TO DO - Of the lines below, copy those that hold the word "JoinHandle".
/---
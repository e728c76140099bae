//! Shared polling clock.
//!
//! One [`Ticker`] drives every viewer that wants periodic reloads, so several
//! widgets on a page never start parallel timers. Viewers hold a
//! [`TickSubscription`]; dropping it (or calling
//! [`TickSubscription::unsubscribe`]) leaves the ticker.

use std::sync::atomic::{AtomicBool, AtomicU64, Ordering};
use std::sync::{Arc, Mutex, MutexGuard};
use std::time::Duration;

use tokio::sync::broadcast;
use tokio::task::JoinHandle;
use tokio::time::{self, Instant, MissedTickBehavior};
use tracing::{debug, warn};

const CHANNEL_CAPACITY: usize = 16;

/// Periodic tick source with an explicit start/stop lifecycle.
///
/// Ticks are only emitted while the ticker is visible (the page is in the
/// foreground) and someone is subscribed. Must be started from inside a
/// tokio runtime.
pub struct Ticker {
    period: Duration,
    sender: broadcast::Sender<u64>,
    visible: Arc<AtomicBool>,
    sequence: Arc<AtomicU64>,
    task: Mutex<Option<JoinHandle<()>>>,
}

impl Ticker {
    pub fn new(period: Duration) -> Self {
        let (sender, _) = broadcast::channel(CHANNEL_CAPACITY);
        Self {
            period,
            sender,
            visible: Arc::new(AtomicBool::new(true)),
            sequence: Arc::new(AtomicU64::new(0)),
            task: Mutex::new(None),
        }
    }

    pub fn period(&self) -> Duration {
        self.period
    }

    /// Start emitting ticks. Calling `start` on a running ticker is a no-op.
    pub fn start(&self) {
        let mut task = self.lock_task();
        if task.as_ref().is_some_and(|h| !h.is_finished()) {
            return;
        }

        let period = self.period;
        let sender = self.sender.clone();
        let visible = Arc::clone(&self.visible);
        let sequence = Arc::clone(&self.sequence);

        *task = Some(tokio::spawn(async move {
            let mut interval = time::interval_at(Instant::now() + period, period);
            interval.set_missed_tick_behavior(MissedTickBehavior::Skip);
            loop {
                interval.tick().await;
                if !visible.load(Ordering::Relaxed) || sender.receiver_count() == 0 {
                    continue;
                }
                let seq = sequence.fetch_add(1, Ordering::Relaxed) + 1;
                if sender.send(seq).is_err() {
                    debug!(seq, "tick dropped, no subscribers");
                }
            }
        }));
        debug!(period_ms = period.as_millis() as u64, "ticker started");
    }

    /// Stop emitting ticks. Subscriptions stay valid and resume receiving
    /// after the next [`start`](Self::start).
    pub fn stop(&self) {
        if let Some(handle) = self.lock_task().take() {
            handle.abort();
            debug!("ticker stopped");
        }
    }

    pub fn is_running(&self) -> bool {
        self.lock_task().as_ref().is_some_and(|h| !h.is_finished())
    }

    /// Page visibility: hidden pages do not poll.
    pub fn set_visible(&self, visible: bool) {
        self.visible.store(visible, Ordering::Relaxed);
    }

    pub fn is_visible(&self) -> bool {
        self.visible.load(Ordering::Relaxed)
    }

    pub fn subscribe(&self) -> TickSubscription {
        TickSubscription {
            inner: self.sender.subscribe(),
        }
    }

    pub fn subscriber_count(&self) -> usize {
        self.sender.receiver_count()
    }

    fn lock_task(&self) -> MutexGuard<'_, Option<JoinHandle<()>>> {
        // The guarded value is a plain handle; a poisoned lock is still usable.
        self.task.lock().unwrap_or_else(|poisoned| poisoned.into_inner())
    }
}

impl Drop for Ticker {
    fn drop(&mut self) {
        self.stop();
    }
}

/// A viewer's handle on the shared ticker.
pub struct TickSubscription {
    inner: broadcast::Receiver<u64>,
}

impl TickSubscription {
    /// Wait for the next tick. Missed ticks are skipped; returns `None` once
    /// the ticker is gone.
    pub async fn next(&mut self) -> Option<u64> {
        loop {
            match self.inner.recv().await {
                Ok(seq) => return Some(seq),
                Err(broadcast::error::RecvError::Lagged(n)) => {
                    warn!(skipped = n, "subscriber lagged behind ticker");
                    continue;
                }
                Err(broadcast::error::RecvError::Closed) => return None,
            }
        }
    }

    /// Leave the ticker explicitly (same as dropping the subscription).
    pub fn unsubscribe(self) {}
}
\---
/---
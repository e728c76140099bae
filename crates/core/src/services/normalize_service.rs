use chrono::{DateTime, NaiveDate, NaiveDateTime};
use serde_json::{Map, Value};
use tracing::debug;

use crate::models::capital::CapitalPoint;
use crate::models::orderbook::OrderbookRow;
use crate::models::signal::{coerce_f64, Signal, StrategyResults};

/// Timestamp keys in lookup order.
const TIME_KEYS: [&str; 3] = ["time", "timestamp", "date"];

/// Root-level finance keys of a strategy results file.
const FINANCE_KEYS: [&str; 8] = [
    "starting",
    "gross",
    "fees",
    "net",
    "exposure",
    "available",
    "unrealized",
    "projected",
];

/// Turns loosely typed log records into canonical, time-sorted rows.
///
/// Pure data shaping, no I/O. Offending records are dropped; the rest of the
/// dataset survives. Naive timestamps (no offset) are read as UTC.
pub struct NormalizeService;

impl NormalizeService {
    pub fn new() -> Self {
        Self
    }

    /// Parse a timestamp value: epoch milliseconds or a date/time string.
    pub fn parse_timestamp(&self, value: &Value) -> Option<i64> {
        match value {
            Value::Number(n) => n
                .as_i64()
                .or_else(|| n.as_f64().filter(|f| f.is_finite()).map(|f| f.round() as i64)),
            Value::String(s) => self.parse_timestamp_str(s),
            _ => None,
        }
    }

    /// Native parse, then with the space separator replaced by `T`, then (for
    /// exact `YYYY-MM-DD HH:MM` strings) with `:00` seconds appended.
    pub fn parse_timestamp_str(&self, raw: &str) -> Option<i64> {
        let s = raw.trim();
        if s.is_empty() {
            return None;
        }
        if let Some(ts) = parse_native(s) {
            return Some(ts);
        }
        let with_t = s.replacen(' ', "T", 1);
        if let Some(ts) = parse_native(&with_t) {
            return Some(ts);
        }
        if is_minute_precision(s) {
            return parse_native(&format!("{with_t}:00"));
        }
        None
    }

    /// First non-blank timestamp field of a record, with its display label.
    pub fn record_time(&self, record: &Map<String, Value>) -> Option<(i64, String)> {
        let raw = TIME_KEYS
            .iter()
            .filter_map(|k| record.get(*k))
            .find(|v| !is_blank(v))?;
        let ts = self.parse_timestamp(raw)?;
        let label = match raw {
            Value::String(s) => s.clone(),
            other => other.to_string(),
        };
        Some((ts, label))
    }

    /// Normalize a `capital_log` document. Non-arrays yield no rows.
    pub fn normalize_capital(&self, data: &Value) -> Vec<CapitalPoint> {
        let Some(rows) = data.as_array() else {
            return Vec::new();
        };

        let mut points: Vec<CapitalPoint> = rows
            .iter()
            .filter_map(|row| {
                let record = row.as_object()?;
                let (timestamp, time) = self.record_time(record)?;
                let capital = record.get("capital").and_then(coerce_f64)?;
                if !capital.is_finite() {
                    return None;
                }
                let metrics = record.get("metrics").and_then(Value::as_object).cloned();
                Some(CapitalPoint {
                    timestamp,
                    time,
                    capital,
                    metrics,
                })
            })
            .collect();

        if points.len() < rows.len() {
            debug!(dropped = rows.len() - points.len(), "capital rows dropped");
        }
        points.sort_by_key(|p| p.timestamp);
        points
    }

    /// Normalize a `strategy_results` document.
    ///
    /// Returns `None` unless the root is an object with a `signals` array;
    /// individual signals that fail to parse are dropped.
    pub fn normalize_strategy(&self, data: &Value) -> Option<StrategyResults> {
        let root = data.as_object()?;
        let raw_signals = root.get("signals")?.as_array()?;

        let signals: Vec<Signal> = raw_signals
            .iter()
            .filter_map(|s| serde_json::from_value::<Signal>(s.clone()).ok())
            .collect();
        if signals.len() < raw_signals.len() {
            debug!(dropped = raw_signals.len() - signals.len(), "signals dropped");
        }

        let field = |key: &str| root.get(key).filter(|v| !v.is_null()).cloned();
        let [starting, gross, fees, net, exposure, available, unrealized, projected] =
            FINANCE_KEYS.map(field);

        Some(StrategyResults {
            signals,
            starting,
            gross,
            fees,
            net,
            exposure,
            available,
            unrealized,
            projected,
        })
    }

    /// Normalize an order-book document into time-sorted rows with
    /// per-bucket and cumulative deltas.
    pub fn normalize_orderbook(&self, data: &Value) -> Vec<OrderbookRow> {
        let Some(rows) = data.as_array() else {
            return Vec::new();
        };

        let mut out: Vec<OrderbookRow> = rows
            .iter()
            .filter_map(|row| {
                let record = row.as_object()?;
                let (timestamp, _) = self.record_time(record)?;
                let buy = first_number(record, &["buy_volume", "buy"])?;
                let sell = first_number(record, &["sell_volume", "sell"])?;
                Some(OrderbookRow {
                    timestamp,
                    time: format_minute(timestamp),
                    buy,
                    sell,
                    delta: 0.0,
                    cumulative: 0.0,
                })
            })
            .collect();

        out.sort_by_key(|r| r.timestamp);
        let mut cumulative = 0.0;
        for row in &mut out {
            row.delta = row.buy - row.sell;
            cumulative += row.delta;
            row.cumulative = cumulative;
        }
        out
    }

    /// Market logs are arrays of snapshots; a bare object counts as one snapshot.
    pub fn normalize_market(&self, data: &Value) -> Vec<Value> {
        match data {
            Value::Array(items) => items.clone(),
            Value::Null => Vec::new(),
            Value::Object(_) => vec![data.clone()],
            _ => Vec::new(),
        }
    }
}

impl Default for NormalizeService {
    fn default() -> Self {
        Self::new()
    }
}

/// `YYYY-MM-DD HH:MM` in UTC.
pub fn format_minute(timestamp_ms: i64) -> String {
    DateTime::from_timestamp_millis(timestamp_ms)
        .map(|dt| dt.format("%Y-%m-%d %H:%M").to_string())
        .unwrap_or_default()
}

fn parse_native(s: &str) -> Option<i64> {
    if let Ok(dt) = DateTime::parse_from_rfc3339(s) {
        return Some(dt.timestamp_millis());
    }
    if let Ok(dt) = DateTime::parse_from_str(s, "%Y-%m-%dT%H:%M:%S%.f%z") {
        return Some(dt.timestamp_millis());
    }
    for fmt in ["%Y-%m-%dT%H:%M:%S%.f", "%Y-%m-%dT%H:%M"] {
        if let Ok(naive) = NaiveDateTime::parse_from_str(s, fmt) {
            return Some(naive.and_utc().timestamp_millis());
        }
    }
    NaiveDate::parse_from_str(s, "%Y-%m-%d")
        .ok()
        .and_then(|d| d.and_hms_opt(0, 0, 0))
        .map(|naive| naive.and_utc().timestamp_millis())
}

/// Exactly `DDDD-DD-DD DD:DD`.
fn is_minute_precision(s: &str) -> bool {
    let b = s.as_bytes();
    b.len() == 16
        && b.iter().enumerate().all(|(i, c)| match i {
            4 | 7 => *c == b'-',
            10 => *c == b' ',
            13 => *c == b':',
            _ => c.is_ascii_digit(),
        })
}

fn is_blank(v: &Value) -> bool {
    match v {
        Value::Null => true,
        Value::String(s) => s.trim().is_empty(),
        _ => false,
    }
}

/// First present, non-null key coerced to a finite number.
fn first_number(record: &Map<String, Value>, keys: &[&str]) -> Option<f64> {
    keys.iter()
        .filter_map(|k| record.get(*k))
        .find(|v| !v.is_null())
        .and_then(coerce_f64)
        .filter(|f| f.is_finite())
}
\---
/---
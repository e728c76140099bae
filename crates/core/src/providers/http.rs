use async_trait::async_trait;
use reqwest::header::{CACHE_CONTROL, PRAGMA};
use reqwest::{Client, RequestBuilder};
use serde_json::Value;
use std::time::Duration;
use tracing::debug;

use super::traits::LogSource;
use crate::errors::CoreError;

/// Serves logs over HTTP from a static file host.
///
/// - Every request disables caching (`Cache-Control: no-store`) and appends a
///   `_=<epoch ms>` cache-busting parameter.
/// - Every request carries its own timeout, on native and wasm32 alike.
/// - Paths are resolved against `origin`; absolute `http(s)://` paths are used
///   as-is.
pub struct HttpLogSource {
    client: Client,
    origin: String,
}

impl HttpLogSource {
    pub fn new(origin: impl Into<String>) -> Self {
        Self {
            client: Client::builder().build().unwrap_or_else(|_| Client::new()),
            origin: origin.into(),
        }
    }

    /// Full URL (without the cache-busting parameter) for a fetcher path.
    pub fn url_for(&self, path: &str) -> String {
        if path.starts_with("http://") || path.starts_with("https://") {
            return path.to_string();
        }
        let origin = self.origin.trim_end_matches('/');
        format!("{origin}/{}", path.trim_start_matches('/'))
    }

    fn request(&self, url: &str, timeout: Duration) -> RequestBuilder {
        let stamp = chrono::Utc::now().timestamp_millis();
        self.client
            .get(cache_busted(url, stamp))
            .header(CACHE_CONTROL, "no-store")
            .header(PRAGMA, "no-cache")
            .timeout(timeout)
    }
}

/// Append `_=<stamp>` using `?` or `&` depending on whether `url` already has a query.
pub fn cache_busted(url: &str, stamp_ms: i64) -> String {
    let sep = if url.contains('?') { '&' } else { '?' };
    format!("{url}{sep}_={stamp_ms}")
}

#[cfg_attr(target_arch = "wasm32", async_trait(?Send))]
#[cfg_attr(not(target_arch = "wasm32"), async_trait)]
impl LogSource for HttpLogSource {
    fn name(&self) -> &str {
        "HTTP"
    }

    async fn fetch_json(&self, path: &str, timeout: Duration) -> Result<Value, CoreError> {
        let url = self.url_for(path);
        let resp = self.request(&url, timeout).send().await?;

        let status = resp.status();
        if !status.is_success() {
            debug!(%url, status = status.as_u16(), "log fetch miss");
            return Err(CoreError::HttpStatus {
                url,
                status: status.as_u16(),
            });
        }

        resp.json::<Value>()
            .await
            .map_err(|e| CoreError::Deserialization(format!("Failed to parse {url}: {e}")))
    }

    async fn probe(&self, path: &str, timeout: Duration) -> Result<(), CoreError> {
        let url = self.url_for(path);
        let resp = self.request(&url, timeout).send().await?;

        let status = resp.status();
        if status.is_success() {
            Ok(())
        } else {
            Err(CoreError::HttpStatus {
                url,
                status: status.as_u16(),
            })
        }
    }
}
\---
RESPONSE BELOW -
use tokio::task::JoinHandle;
    task: Mutex<Option<JoinHandle<()>>>,
    fn lock_task(&self) -> MutexGuard<'_, Option<JoinHandle<()>>> {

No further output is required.